BEGIN Data supplied

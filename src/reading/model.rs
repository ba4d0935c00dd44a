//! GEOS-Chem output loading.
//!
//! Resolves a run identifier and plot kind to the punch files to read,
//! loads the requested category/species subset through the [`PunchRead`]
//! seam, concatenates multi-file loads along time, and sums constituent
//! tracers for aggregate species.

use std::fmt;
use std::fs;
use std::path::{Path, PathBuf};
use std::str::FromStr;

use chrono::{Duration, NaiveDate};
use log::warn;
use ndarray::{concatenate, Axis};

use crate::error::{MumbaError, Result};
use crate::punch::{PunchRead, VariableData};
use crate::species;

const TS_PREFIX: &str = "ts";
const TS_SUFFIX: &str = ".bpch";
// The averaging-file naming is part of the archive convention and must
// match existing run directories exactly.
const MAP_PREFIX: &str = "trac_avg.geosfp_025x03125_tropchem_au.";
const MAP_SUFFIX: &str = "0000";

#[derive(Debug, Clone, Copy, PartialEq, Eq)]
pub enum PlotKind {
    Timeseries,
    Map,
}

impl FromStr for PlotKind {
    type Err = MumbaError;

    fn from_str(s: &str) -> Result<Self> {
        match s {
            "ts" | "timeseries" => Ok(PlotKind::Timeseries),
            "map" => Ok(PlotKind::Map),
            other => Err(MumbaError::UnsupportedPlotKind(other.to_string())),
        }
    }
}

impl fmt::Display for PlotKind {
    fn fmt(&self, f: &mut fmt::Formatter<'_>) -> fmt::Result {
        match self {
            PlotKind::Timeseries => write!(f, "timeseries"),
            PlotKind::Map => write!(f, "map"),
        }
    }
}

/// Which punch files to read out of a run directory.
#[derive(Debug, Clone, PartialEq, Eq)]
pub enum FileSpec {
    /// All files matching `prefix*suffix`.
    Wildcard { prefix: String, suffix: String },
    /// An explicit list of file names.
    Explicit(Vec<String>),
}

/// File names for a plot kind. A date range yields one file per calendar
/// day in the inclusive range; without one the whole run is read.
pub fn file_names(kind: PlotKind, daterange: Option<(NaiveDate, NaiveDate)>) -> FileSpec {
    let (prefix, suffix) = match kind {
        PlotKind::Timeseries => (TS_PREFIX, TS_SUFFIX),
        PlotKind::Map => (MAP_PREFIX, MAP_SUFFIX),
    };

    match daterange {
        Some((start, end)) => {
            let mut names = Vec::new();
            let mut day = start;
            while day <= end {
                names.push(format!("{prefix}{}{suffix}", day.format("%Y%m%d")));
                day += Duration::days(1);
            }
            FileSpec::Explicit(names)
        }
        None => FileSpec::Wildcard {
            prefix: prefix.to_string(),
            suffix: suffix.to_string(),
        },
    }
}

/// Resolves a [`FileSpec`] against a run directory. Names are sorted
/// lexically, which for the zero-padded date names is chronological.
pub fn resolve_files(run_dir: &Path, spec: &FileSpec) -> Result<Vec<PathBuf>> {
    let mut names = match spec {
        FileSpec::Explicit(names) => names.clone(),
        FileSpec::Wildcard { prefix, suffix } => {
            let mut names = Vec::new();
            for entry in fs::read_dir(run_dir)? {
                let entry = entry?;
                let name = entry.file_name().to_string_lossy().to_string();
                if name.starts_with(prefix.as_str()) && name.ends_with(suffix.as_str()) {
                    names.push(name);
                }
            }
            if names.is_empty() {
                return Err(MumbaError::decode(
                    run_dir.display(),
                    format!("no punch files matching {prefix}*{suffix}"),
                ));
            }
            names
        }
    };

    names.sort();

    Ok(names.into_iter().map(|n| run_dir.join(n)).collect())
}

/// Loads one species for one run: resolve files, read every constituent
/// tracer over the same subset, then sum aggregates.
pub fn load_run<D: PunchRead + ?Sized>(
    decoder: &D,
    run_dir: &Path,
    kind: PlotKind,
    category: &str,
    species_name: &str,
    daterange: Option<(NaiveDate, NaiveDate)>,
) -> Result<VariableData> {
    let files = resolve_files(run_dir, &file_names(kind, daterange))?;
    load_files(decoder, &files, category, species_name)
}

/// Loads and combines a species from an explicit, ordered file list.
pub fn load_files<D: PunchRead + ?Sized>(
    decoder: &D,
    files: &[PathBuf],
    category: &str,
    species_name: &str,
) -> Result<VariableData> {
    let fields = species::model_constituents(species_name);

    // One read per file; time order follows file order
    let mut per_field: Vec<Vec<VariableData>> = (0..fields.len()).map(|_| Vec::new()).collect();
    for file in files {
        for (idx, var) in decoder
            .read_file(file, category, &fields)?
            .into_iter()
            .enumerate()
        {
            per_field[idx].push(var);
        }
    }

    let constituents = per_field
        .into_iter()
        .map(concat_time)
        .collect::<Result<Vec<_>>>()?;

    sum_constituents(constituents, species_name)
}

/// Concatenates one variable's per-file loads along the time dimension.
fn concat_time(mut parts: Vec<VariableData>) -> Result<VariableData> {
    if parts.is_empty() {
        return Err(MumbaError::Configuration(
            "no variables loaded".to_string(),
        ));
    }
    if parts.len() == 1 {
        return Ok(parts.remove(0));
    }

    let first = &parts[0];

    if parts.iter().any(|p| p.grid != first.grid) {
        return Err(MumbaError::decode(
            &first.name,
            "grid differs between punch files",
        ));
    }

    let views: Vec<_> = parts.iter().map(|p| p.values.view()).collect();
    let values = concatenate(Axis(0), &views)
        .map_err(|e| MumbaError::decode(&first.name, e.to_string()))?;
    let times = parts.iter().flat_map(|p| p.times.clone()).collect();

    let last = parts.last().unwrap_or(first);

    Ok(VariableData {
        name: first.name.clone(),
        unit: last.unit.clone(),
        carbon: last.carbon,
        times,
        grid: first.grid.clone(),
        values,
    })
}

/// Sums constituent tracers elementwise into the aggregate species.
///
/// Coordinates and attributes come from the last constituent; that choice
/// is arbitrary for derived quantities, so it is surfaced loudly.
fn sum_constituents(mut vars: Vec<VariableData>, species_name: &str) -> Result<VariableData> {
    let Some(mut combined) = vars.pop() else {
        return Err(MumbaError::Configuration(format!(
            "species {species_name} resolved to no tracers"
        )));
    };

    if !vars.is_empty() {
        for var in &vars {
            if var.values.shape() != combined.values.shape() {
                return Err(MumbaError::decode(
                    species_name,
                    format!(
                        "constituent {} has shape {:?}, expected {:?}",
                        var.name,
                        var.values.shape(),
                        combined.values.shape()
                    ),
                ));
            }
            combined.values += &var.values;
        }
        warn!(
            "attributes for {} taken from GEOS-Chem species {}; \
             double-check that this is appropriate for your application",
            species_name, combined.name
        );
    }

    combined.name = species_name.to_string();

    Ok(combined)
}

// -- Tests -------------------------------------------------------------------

END Data supplied

- **Problem description**: Output the data once more, exactly as given.

- **Answer section**:
filename src/reading/model.rs
repository ba4d0935c00dd44a
//! GEOS-Chem output loading.
//!
//! Resolves a run identifier and plot kind to the punch files to read,
//! loads the requested category/species subset through the [`PunchRead`]
//! seam, concatenates multi-file loads along time, and sums constituent
//! tracers for aggregate species.

use std::fmt;
use std::fs;
use std::path::{Path, PathBuf};
use std::str::FromStr;

use chrono::{Duration, NaiveDate};
use log::warn;
use ndarray::{concatenate, Axis};

use crate::error::{MumbaError, Result};
use crate::punch::{PunchRead, VariableData};
use crate::species;

const TS_PREFIX: &str = "ts";
const TS_SUFFIX: &str = ".bpch";
// The averaging-file naming is part of the archive convention and must
// match existing run directories exactly.
const MAP_PREFIX: &str = "trac_avg.geosfp_025x03125_tropchem_au.";
const MAP_SUFFIX: &str = "0000";

#[derive(Debug, Clone, Copy, PartialEq, Eq)]
pub enum PlotKind {
    Timeseries,
    Map,
}

impl FromStr for PlotKind {
    type Err = MumbaError;

    fn from_str(s: &str) -> Result<Self> {
        match s {
            "ts" | "timeseries" => Ok(PlotKind::Timeseries),
            "map" => Ok(PlotKind::Map),
            other => Err(MumbaError::UnsupportedPlotKind(other.to_string())),
        }
    }
}

impl fmt::Display for PlotKind {
    fn fmt(&self, f: &mut fmt::Formatter<'_>) -> fmt::Result {
        match self {
            PlotKind::Timeseries => write!(f, "timeseries"),
            PlotKind::Map => write!(f, "map"),
        }
    }
}

/// Which punch files to read out of a run directory.
#[derive(Debug, Clone, PartialEq, Eq)]
pub enum FileSpec {
    /// All files matching `prefix*suffix`.
    Wildcard { prefix: String, suffix: String },
    /// An explicit list of file names.
    Explicit(Vec<String>),
}

/// File names for a plot kind. A date range yields one file per calendar
/// day in the inclusive range; without one the whole run is read.
pub fn file_names(kind: PlotKind, daterange: Option<(NaiveDate, NaiveDate)>) -> FileSpec {
    let (prefix, suffix) = match kind {
        PlotKind::Timeseries => (TS_PREFIX, TS_SUFFIX),
        PlotKind::Map => (MAP_PREFIX, MAP_SUFFIX),
    };

    match daterange {
        Some((start, end)) => {
            let mut names = Vec::new();
            let mut day = start;
            while day <= end {
                names.push(format!("{prefix}{}{suffix}", day.format("%Y%m%d")));
                day += Duration::days(1);
            }
            FileSpec::Explicit(names)
        }
        None => FileSpec::Wildcard {
            prefix: prefix.to_string(),
            suffix: suffix.to_string(),
        },
    }
}

/// Resolves a [`FileSpec`] against a run directory. Names are sorted
/// lexically, which for the zero-padded date names is chronological.
pub fn resolve_files(run_dir: &Path, spec: &FileSpec) -> Result<Vec<PathBuf>> {
    let mut names = match spec {
        FileSpec::Explicit(names) => names.clone(),
        FileSpec::Wildcard { prefix, suffix } => {
            let mut names = Vec::new();
            for entry in fs::read_dir(run_dir)? {
                let entry = entry?;
                let name = entry.file_name().to_string_lossy().to_string();
                if name.starts_with(prefix.as_str()) && name.ends_with(suffix.as_str()) {
                    names.push(name);
                }
            }
            if names.is_empty() {
                return Err(MumbaError::decode(
                    run_dir.display(),
                    format!("no punch files matching {prefix}*{suffix}"),
                ));
            }
            names
        }
    };

    names.sort();

    Ok(names.into_iter().map(|n| run_dir.join(n)).collect())
}

/// Loads one species for one run: resolve files, read every constituent
/// tracer over the same subset, then sum aggregates.
pub fn load_run<D: PunchRead + ?Sized>(
    decoder: &D,
    run_dir: &Path,
    kind: PlotKind,
    category: &str,
    species_name: &str,
    daterange: Option<(NaiveDate, NaiveDate)>,
) -> Result<VariableData> {
    let files = resolve_files(run_dir, &file_names(kind, daterange))?;
    load_files(decoder, &files, category, species_name)
}

/// Loads and combines a species from an explicit, ordered file list.
pub fn load_files<D: PunchRead + ?Sized>(
    decoder: &D,
    files: &[PathBuf],
    category: &str,
    species_name: &str,
) -> Result<VariableData> {
    let fields = species::model_constituents(species_name);

    // One read per file; time order follows file order
    let mut per_field: Vec<Vec<VariableData>> = (0..fields.len()).map(|_| Vec::new()).collect();
    for file in files {
        for (idx, var) in decoder
            .read_file(file, category, &fields)?
            .into_iter()
            .enumerate()
        {
            per_field[idx].push(var);
        }
    }

    let constituents = per_field
        .into_iter()
        .map(concat_time)
        .collect::<Result<Vec<_>>>()?;

    sum_constituents(constituents, species_name)
}

/// Concatenates one variable's per-file loads along the time dimension.
fn concat_time(mut parts: Vec<VariableData>) -> Result<VariableData> {
    if parts.is_empty() {
        return Err(MumbaError::Configuration(
            "no variables loaded".to_string(),
        ));
    }
    if parts.len() == 1 {
        return Ok(parts.remove(0));
    }

    let first = &parts[0];

    if parts.iter().any(|p| p.grid != first.grid) {
        return Err(MumbaError::decode(
            &first.name,
            "grid differs between punch files",
        ));
    }

    let views: Vec<_> = parts.iter().map(|p| p.values.view()).collect();
    let values = concatenate(Axis(0), &views)
        .map_err(|e| MumbaError::decode(&first.name, e.to_string()))?;
    let times = parts.iter().flat_map(|p| p.times.clone()).collect();

    let last = parts.last().unwrap_or(first);

    Ok(VariableData {
        name: first.name.clone(),
        unit: last.unit.clone(),
        carbon: last.carbon,
        times,
        grid: first.grid.clone(),
        values,
    })
}

/// Sums constituent tracers elementwise into the aggregate species.
///
/// Coordinates and attributes come from the last constituent; that choice
/// is arbitrary for derived quantities, so it is surfaced loudly.
fn sum_constituents(mut vars: Vec<VariableData>, species_name: &str) -> Result<VariableData> {
    let Some(mut combined) = vars.pop() else {
        return Err(MumbaError::Configuration(format!(
            "species {species_name} resolved to no tracers"
        )));
    };

    if !vars.is_empty() {
        for var in &vars {
            if var.values.shape() != combined.values.shape() {
                return Err(MumbaError::decode(
                    species_name,
                    format!(
                        "constituent {} has shape {:?}, expected {:?}",
                        var.name,
                        var.values.shape(),
                        combined.values.shape()
                    ),
                ));
            }
            combined.values += &var.values;
        }
        warn!(
            "attributes for {} taken from GEOS-Chem species {}; \
             double-check that this is appropriate for your application",
            species_name, combined.name
        );
    }

    combined.name = species_name.to_string();

    Ok(combined)
}

// -- Tests -------------------------------------------------------------------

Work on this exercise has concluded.